___ MATERIAL PROVIDED
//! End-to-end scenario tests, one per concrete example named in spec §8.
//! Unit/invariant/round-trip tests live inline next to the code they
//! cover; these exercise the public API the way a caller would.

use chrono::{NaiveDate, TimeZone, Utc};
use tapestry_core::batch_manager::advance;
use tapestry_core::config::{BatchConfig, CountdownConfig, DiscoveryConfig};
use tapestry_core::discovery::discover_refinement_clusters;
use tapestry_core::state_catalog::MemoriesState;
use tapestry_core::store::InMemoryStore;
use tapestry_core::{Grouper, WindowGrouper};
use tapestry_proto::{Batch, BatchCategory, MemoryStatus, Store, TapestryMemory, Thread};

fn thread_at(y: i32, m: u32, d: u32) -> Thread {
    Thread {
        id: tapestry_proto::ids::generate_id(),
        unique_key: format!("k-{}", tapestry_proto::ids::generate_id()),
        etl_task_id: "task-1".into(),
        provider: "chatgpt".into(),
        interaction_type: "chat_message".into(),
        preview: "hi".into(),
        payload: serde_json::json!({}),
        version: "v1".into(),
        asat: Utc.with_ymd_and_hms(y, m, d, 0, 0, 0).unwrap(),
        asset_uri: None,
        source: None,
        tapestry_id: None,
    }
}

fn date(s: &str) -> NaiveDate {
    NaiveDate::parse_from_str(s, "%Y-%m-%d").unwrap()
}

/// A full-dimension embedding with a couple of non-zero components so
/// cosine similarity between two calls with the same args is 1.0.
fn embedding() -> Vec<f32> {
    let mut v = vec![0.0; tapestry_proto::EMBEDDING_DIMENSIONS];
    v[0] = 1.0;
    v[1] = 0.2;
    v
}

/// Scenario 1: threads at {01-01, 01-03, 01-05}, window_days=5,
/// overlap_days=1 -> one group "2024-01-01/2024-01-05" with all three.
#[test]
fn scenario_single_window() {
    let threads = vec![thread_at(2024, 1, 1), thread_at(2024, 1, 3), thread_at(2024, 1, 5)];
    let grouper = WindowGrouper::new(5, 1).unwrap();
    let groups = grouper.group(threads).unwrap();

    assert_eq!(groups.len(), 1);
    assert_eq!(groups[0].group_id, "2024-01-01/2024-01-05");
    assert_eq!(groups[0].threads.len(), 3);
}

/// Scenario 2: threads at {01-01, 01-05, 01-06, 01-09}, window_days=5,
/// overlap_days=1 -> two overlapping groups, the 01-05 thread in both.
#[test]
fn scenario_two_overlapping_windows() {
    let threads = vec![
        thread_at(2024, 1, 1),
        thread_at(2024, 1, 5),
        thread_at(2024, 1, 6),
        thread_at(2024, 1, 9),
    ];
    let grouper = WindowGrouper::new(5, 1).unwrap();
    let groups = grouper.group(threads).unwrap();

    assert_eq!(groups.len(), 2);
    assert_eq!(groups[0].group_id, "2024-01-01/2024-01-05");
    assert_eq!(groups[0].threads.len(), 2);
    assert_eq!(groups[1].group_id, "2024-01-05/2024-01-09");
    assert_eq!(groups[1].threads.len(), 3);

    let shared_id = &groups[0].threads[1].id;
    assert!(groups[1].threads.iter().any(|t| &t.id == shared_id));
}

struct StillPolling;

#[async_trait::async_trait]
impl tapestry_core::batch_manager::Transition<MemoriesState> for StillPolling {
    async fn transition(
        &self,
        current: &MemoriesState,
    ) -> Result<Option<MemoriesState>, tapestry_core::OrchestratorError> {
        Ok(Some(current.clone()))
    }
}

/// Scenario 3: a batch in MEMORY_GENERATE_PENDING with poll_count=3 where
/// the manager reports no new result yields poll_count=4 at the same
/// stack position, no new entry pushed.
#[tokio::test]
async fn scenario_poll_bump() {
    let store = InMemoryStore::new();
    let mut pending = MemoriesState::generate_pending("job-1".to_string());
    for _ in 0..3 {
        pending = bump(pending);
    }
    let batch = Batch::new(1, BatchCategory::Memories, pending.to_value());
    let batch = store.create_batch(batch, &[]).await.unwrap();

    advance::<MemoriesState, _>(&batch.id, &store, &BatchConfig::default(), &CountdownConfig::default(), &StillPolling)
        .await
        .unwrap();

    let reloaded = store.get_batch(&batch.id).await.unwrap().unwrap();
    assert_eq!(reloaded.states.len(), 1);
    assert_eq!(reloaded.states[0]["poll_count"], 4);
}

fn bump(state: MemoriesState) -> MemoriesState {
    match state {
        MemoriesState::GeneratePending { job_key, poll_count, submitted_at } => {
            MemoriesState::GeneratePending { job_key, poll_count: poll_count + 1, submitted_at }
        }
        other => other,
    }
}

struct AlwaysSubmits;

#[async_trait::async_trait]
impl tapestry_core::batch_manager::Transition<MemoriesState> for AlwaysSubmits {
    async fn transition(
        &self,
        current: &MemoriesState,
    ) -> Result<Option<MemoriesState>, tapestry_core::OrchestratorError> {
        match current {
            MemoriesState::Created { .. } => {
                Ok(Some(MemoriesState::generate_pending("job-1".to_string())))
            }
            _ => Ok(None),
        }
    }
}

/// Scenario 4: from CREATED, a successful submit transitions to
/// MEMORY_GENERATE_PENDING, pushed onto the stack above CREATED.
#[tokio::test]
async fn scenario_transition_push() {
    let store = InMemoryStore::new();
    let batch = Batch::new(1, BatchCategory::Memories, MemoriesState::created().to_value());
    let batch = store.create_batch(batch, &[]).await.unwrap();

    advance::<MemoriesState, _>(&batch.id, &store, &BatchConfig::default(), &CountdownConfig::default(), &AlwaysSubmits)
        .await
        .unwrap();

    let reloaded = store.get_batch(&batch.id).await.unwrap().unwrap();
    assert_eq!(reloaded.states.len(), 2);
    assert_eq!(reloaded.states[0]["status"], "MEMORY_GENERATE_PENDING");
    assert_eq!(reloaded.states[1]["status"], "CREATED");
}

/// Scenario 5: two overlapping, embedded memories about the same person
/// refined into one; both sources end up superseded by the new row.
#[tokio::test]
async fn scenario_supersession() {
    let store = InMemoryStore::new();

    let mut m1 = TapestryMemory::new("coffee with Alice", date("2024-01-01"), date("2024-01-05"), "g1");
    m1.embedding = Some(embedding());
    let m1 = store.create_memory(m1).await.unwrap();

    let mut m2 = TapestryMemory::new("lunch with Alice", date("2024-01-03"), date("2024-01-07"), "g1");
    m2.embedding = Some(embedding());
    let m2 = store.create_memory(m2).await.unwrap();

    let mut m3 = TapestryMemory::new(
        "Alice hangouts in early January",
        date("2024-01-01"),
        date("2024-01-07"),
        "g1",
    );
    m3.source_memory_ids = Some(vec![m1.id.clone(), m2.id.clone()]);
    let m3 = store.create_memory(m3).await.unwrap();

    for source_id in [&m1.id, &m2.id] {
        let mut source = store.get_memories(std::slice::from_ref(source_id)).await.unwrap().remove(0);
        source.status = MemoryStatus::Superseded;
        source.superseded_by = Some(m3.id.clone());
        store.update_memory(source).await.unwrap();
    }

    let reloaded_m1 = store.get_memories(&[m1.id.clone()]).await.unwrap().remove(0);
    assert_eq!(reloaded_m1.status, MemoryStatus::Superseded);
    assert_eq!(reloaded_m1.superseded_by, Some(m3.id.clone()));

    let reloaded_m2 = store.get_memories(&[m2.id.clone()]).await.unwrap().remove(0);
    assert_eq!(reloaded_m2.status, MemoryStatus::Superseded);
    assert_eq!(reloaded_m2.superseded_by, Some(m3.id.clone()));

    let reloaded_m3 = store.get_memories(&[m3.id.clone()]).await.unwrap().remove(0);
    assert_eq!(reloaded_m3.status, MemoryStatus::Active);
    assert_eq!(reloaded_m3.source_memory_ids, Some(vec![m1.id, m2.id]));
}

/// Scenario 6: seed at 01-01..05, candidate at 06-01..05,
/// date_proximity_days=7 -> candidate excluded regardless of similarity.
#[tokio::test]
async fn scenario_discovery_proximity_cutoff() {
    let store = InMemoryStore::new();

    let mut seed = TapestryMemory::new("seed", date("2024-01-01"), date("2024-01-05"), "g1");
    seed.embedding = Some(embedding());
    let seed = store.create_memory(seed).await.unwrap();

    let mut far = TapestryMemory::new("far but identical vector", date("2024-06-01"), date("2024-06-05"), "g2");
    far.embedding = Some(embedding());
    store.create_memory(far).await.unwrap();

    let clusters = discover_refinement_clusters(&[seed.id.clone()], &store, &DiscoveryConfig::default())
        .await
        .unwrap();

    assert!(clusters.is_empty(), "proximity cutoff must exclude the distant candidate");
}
______
WHAT IS REQUIRED => Return a copy of each line in the entries that carries the string "threads".

ANSWER TO THE PROBLEM =>
/// Scenario 1: threads at {01-01, 01-03, 01-05}, window_days=5,
    let threads = vec![thread_at(2024, 1, 1), thread_at(2024, 1, 3), thread_at(2024, 1, 5)];
    let groups = grouper.group(threads).unwrap();
    assert_eq!(groups[0].threads.len(), 3);
/// Scenario 2: threads at {01-01, 01-05, 01-06, 01-09}, window_days=5,
    let threads = vec![
    let groups = grouper.group(threads).unwrap();
    assert_eq!(groups[0].threads.len(), 2);
    assert_eq!(groups[1].threads.len(), 3);
    let shared_id = &groups[0].threads[1].id;
    assert!(groups[1].threads.iter().any(|t| &t.id == shared_id));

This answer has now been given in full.